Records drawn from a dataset
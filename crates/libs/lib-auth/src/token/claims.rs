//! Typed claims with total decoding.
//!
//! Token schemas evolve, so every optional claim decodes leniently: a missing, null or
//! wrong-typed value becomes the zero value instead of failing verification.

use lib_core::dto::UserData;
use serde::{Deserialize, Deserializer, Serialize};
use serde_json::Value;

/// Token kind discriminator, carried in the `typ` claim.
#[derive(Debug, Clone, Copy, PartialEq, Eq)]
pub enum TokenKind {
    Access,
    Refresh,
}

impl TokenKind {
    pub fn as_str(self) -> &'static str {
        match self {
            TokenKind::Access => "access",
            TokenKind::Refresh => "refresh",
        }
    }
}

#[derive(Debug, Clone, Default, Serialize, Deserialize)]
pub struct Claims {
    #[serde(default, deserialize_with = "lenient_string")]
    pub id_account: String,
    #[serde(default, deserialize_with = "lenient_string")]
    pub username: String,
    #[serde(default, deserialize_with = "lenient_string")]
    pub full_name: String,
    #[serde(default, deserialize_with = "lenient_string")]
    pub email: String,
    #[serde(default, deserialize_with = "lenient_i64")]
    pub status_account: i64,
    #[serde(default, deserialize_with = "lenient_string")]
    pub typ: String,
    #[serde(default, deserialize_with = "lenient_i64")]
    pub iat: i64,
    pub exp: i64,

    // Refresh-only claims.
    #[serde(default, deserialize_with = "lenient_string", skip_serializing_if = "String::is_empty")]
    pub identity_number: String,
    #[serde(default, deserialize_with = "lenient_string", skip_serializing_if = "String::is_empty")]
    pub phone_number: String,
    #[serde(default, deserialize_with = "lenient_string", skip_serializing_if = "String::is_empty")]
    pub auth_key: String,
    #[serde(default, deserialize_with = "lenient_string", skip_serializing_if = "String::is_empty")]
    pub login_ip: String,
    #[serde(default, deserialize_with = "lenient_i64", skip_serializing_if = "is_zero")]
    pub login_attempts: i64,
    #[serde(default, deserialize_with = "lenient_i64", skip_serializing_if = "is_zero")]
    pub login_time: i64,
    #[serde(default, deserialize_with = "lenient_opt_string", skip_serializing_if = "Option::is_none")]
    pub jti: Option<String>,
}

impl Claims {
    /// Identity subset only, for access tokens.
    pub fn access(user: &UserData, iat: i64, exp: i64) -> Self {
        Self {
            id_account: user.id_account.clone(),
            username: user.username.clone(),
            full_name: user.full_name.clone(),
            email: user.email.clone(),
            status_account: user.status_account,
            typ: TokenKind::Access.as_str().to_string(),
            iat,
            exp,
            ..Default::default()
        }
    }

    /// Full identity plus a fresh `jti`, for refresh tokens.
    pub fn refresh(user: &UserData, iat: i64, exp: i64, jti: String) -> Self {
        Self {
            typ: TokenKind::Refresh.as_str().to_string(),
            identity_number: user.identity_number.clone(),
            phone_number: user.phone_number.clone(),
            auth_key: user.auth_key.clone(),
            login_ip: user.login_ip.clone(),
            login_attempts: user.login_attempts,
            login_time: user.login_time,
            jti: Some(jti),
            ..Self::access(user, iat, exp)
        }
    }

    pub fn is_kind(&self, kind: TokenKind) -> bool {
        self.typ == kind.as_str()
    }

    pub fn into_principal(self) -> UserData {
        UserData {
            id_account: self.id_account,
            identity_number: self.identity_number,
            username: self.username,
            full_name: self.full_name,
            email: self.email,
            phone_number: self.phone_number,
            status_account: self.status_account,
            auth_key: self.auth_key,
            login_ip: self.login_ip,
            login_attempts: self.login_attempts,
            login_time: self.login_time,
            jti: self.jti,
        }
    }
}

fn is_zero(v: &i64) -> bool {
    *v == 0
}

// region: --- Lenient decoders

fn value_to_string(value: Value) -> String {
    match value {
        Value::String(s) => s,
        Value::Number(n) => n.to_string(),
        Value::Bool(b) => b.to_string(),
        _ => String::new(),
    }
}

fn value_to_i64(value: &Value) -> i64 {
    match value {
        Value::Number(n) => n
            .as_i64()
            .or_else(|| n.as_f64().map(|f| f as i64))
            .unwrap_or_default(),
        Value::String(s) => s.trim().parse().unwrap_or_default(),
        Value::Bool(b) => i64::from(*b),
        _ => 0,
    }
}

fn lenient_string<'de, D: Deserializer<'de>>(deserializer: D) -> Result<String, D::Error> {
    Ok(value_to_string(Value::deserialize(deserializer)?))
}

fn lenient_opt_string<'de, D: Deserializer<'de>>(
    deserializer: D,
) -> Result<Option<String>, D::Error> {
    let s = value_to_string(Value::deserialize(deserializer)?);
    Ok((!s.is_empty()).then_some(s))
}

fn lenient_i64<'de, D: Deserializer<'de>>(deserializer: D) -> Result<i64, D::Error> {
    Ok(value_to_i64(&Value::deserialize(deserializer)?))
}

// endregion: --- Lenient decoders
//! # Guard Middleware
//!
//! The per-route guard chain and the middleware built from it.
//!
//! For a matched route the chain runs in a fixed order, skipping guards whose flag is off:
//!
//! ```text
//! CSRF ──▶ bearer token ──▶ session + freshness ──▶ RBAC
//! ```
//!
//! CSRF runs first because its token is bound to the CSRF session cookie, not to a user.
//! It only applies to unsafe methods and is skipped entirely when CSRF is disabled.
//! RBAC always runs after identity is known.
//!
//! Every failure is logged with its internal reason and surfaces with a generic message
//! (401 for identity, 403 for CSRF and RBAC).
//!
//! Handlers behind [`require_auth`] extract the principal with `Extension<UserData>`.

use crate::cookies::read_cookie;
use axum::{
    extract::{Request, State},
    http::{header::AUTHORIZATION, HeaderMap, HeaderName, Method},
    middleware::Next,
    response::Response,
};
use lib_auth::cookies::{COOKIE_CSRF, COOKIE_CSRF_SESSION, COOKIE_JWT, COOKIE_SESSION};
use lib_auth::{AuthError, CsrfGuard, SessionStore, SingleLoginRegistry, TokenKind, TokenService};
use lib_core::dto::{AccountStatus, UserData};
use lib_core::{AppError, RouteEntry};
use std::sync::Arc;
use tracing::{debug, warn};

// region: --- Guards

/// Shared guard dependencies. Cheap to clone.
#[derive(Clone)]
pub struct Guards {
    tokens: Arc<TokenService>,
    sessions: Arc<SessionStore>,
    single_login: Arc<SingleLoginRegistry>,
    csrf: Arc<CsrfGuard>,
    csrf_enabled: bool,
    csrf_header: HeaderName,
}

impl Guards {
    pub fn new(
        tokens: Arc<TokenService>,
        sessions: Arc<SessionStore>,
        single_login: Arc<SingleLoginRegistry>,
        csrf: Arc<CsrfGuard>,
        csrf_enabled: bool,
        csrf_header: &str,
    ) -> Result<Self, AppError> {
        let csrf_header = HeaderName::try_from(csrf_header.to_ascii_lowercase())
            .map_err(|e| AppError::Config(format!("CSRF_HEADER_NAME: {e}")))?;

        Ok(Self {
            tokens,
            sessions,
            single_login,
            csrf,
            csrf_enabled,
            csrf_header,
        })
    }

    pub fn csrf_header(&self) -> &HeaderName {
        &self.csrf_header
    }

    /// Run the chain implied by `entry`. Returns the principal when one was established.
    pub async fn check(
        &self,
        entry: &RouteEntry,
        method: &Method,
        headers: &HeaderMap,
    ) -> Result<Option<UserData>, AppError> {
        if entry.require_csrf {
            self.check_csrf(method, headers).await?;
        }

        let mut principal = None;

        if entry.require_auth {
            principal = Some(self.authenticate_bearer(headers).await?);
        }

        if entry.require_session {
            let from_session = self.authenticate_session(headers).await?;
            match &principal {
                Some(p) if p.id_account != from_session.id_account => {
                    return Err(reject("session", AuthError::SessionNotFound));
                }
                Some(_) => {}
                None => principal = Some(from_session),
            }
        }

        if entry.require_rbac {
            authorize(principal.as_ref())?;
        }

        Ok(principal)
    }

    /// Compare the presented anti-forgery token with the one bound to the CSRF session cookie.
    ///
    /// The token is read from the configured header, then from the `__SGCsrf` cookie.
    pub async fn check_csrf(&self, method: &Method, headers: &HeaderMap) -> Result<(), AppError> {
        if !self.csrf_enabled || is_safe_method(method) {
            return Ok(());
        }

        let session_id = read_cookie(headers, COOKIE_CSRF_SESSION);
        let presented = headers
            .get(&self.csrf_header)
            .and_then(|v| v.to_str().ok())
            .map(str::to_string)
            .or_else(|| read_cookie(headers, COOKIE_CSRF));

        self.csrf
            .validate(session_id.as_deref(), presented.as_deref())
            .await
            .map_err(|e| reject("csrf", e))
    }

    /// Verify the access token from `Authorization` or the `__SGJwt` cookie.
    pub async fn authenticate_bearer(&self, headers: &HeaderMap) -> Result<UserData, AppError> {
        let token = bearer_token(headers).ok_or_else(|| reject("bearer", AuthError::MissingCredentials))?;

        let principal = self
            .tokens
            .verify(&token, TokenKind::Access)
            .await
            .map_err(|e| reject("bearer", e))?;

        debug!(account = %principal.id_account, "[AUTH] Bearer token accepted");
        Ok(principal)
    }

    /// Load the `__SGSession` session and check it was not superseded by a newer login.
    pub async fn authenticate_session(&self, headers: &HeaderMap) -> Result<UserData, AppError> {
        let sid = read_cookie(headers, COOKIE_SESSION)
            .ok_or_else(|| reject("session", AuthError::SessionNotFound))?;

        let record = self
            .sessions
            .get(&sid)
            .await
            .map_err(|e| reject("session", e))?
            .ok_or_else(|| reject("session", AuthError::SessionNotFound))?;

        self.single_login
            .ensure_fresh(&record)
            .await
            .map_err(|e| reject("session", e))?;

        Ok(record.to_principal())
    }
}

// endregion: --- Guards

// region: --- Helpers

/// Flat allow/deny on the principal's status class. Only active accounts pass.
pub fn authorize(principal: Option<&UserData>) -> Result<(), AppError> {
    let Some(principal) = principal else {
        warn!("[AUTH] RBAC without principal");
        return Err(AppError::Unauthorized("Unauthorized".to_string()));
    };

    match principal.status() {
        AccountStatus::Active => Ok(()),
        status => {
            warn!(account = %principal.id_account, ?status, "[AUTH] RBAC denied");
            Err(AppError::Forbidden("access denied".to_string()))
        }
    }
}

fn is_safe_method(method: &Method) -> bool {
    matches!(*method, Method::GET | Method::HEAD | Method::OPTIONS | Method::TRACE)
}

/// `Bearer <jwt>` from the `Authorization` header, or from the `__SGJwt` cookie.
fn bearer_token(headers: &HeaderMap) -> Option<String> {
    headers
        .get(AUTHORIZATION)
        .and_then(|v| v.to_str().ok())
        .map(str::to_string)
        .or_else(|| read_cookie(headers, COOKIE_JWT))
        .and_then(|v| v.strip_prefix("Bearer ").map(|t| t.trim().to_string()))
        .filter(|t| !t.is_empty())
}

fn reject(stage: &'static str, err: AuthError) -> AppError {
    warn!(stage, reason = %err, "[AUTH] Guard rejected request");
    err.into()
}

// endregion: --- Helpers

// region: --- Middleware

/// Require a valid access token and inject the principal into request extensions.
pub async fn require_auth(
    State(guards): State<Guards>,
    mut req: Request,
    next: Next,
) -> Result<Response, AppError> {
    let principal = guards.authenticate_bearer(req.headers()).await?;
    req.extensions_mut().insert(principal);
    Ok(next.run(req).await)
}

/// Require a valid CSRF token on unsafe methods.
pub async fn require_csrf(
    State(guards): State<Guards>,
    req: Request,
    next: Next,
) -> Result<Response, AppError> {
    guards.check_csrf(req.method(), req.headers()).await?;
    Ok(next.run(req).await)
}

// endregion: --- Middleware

About this task:
Print nothing but the lines from the one that contains "fn is_safe_method(method: &Method)" to the final line of the data, both included, exactly as they read.

Written answer:
fn is_safe_method(method: &Method) -> bool {
    matches!(*method, Method::GET | Method::HEAD | Method::OPTIONS | Method::TRACE)
}

/// `Bearer <jwt>` from the `Authorization` header, or from the `__SGJwt` cookie.
fn bearer_token(headers: &HeaderMap) -> Option<String> {
    headers
        .get(AUTHORIZATION)
        .and_then(|v| v.to_str().ok())
        .map(str::to_string)
        .or_else(|| read_cookie(headers, COOKIE_JWT))
        .and_then(|v| v.strip_prefix("Bearer ").map(|t| t.trim().to_string()))
        .filter(|t| !t.is_empty())
}

fn reject(stage: &'static str, err: AuthError) -> AppError {
    warn!(stage, reason = %err, "[AUTH] Guard rejected request");
    err.into()
}

// endregion: --- Helpers

// region: --- Middleware

/// Require a valid access token and inject the principal into request extensions.
pub async fn require_auth(
    State(guards): State<Guards>,
    mut req: Request,
    next: Next,
) -> Result<Response, AppError> {
    let principal = guards.authenticate_bearer(req.headers()).await?;
    req.extensions_mut().insert(principal);
    Ok(next.run(req).await)
}

/// Require a valid CSRF token on unsafe methods.
pub async fn require_csrf(
    State(guards): State<Guards>,
    req: Request,
    next: Next,
) -> Result<Response, AppError> {
    guards.check_csrf(req.method(), req.headers()).await?;
    Ok(next.run(req).await)
}

// endregion: --- Middleware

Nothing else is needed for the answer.